Trigger Azure AD Protected API hosted in Azure Web Apps from Power Automate

Question

We have a Web API hosted in Azure as an Azure Web App. This API requires an access token from our Azure AD to authenticate. This API works when triggered via http from a client application. However, we need to trigger this API to run on a schedule as well and thought Power Automate would be a useful tool here as we can schedule an authenticated http request (but are open to alternative solutions).

This is the basic flow we were considering:

We have registered the Power Automate flow as an App Registration in our Azure AD, we get a valid access token, however, when we call the API I can see from Application Insights that we are getting an Unauthorized Error because neither scope nor roles are specified in the token claims. How can we call this Azure AD Protected API from Power Automate?

Note:

1. We are not using azure functions to schedule this job because we require a predictable IP and we already have a Azure App Service Plan to host this API.

2. We need this API to run on a schedule, but also be triggerable via http

Answer 1

We have tested this in our local environment, it is working fine. The below statements are based on our analysis.

1. We have created a Web app (running with .NET 6 as run-time stack & windows OS), enabled Application insights & published a sample web application which has 2 pages(home, privacy) from our local Visual Studio code 2022.

2. In order to call one of the web app pages (privacy) from the Power-automate HTTP trigger, we have enabled Authentication to the web app which has created app registration in the Azure AD with User.Read as Delegated Permission.

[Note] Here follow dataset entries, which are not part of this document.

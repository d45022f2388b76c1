//! Shorthand edge constructors
//!
//! Directed edges can be built from an ordered sequence `(a, b)` or
//! `(a, b, w)`. Undirected edges can be built from a set holding one node (a
//! self-loop) or two nodes.

use std::collections::{BTreeSet, HashSet};
use std::hash::BuildHasher;

use super::edge::Edge;
use super::node::Node;
use crate::log_debug;
use crate::types::{EdgeError, EdgeResult, ElementCount, ShorthandShape, Weight};

/// One element of an ordered edge shorthand
#[derive(Debug, Clone, Copy, PartialEq)]
pub enum OrderedItem<N> {
    /// An endpoint
    Node(N),
    /// The trailing weight
    Weight(Weight),
}

impl<N: Node> Edge<N> {
    /// Build a directed edge from an ordered sequence.
    ///
    /// `[Node(a), Node(b)]` gives `a -> b`, `[Node(a), Node(b), Weight(w)]`
    /// gives `a -> b` with weight `w`. Anything else fails with
    /// [`EdgeError::InvalidShorthand`]. At most four items are read, so an
    /// unbounded iterator is rejected rather than drained.
    pub fn from_ordered_pair<I>(items: I) -> EdgeResult<Self>
    where
        I: IntoIterator<Item = OrderedItem<N>>,
    {
        let mut items = items.into_iter().fuse();
        let first = items.next();
        let second = items.next();
        let third = items.next();
        let overflow = items.next().is_some();

        match (first, second, third, overflow) {
            (Some(OrderedItem::Node(a)), Some(OrderedItem::Node(b)), None, false) => {
                Ok(Self::directed(a, b))
            }
            (
                Some(OrderedItem::Node(a)),
                Some(OrderedItem::Node(b)),
                Some(OrderedItem::Weight(weight)),
                false,
            ) => Ok(Self::weighted(a, b, weight)),
            (_, _, _, true) => Err(invalid_shorthand(
                ShorthandShape::OrderedPair,
                ElementCount::MoreThan(3),
            )),
            (first, second, third, false) => {
                let len = [first.is_some(), second.is_some(), third.is_some()]
                    .into_iter()
                    .filter(|present| *present)
                    .count();
                Err(invalid_shorthand(ShorthandShape::OrderedPair, ElementCount::Exactly(len)))
            }
        }
    }

    /// Build an undirected edge from a set of one or two nodes.
    ///
    /// A single node yields a self-loop. Two nodes are stored in the set's
    /// iteration order. Other sizes fail with [`EdgeError::InvalidShorthand`].
    pub fn from_unordered_pair<S>(set: HashSet<N, S>) -> EdgeResult<Self>
    where
        N: Clone,
        S: BuildHasher,
    {
        let len = set.len();
        Self::from_unique_members(set, len)
    }

    /// Same as [`Edge::from_unordered_pair`] for an ordered set
    pub fn from_unordered_btree(set: BTreeSet<N>) -> EdgeResult<Self>
    where
        N: Clone + Ord,
    {
        let len = set.len();
        Self::from_unique_members(set, len)
    }

    fn from_unique_members(members: impl IntoIterator<Item = N>, len: usize) -> EdgeResult<Self>
    where
        N: Clone,
    {
        let mut members = members.into_iter();
        match (members.next(), members.next(), members.next()) {
            (Some(node), None, None) => Ok(Self::undirected(node.clone(), node)),
            (Some(a), Some(b), None) => Ok(Self::undirected(a, b)),
            _ => Err(invalid_shorthand(ShorthandShape::UnorderedPair, ElementCount::Exactly(len))),
        }
    }
}

fn invalid_shorthand(shape: ShorthandShape, len: ElementCount) -> EdgeError {
    let err = EdgeError::InvalidShorthand { shape, len };
    log_debug!("Rejected edge shorthand: {}", err);
    err
}

impl<N: Node> From<(N, N)> for Edge<N> {
    fn from((source, target): (N, N)) -> Self {
        Self::directed(source, target)
    }
}

impl<N: Node> From<(N, N, Weight)> for Edge<N> {
    fn from((source, target, weight): (N, N, Weight)) -> Self {
        Self::weighted(source, target, weight)
    }
}

impl<N: Node> TryFrom<Vec<OrderedItem<N>>> for Edge<N> {
    type Error = EdgeError;

    fn try_from(items: Vec<OrderedItem<N>>) -> EdgeResult<Self> {
        Self::from_ordered_pair(items)
    }
}

impl<N: Node + Clone, S: BuildHasher> TryFrom<HashSet<N, S>> for Edge<N> {
    type Error = EdgeError;

    fn try_from(set: HashSet<N, S>) -> EdgeResult<Self> {
        Self::from_unordered_pair(set)
    }
}

#[cfg(test)]
mod tests {
    use super::*;
    use super::OrderedItem::{Node as N, Weight as W};

    fn ordered_len_error(len: usize) -> EdgeError {
        EdgeError::InvalidShorthand {
            shape: ShorthandShape::OrderedPair,
            len: ElementCount::Exactly(len),
        }
    }

    fn ordered_overflow_error() -> EdgeError {
        EdgeError::InvalidShorthand {
            shape: ShorthandShape::OrderedPair,
            len: ElementCount::MoreThan(3),
        }
    }

    fn unordered_len_error(len: usize) -> EdgeError {
        EdgeError::InvalidShorthand {
            shape: ShorthandShape::UnorderedPair,
            len: ElementCount::Exactly(len),
        }
    }

    #[test]
    fn ordered_pair_builds_directed_edge() {
        let e = Edge::from_ordered_pair([N(1), N(2)]).unwrap();
        assert!(e.is_directed());
        assert!(!e.is_weighted());
        assert_eq!(e, Edge::directed(1, 2));
    }

    #[test]
    fn ordered_triple_builds_weighted_edge() {
        let e = Edge::from_ordered_pair(vec![N("a"), N("b"), W(4.25)]).unwrap();
        assert_eq!(e.source(), Ok(&"a"));
        assert_eq!(e.target(), Ok(&"b"));
        assert_eq!(e.weight(), Ok(4.25));
    }

    #[test]
    fn ordered_shorthand_rejects_bad_lengths() {
        let empty: Vec<OrderedItem<u8>> = Vec::new();
        assert_eq!(Edge::from_ordered_pair(empty).unwrap_err(), ordered_len_error(0));
        assert_eq!(Edge::from_ordered_pair([N(1)]).unwrap_err(), ordered_len_error(1));
        assert_eq!(
            Edge::from_ordered_pair([N(1), N(2), N(3), N(4)]).unwrap_err(),
            ordered_overflow_error()
        );
        assert_eq!(
            Edge::from_ordered_pair([N(1), N(2), W(1.0), W(2.0), W(3.0)]).unwrap_err(),
            ordered_overflow_error()
        );
    }

    #[test]
    fn ordered_shorthand_stops_reading_after_fourth_item() {
        let endless = std::iter::repeat(N(7u32));
        assert_eq!(Edge::from_ordered_pair(endless).unwrap_err(), ordered_overflow_error());

        let mut pulled = 0;
        let counted = std::iter::from_fn(|| {
            pulled += 1;
            Some(N(pulled))
        });
        assert!(Edge::from_ordered_pair(counted).is_err());
        assert_eq!(pulled, 4);
    }

    #[test]
    fn ordered_shorthand_rejects_misplaced_weight() {
        assert_eq!(Edge::from_ordered_pair([N(1), W(2.0)]).unwrap_err(), ordered_len_error(2));
        assert_eq!(
            Edge::from_ordered_pair([N(1), N(2), N(3)]).unwrap_err(),
            ordered_len_error(3)
        );
    }

    #[test]
    fn single_member_set_is_self_loop() {
        let e = Edge::from_unordered_pair(HashSet::from([9])).unwrap();
        assert!(!e.is_directed());
        assert!(e.is_self_loop());
        assert_eq!(e.opposite(&9), Some(&9));
        assert_eq!(e.to_string(), "9 -- 9");
    }

    #[test]
    fn two_member_set_is_undirected_edge() {
        let e = Edge::from_unordered_pair(HashSet::from([1, 2])).unwrap();
        assert!(!e.is_directed());
        assert!(!e.is_weighted());
        assert!(e.contains(&1) && e.contains(&2));
        assert_eq!(e.source(), Err(EdgeError::NotDirected));
    }

    #[test]
    fn unordered_shorthand_rejects_bad_sizes() {
        let empty: HashSet<u32> = HashSet::new();
        assert_eq!(Edge::from_unordered_pair(empty).unwrap_err(), unordered_len_error(0));
        assert_eq!(
            Edge::from_unordered_pair(HashSet::from([1, 2, 3])).unwrap_err(),
            unordered_len_error(3)
        );
    }

    #[test]
    fn btree_set_follows_sorted_order() {
        let e = Edge::from_unordered_btree(BTreeSet::from(["b", "a"])).unwrap();
        assert_eq!(e.to_string(), "a -- b");
        assert!(Edge::from_unordered_btree(BTreeSet::<u8>::new()).is_err());
    }

    #[test]
    fn conversions() {
        let e: Edge<u32> = (1, 2).into();
        assert_eq!(e, Edge::directed(1, 2));

        let e: Edge<u32> = (1, 2, 0.5).into();
        assert_eq!(e.weight(), Ok(0.5));

        let e = Edge::<i32>::try_from(vec![N(3), N(4)]).unwrap();
        assert_eq!(e.to_string(), "3 -> 4");

        let err = Edge::<i32>::try_from(HashSet::from([1, 2, 3, 4])).unwrap_err();
        assert_eq!(err, unordered_len_error(4));
    }
}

3. Post enabling the Authentication, we are able to call the web app privacy page from power-automate without any issue. All the requests that were triggered from power automate are showing success in the application insights as well.

Here is the sample output for reference:

In the below screenshot, using HTTP trigger we have called the webapp & requested got success even in application insights as well.

Note: We would suggest you to check whether you have given the correct client id , secret values & app registration permissions (User.Read) in HTTP trigger of power-automate.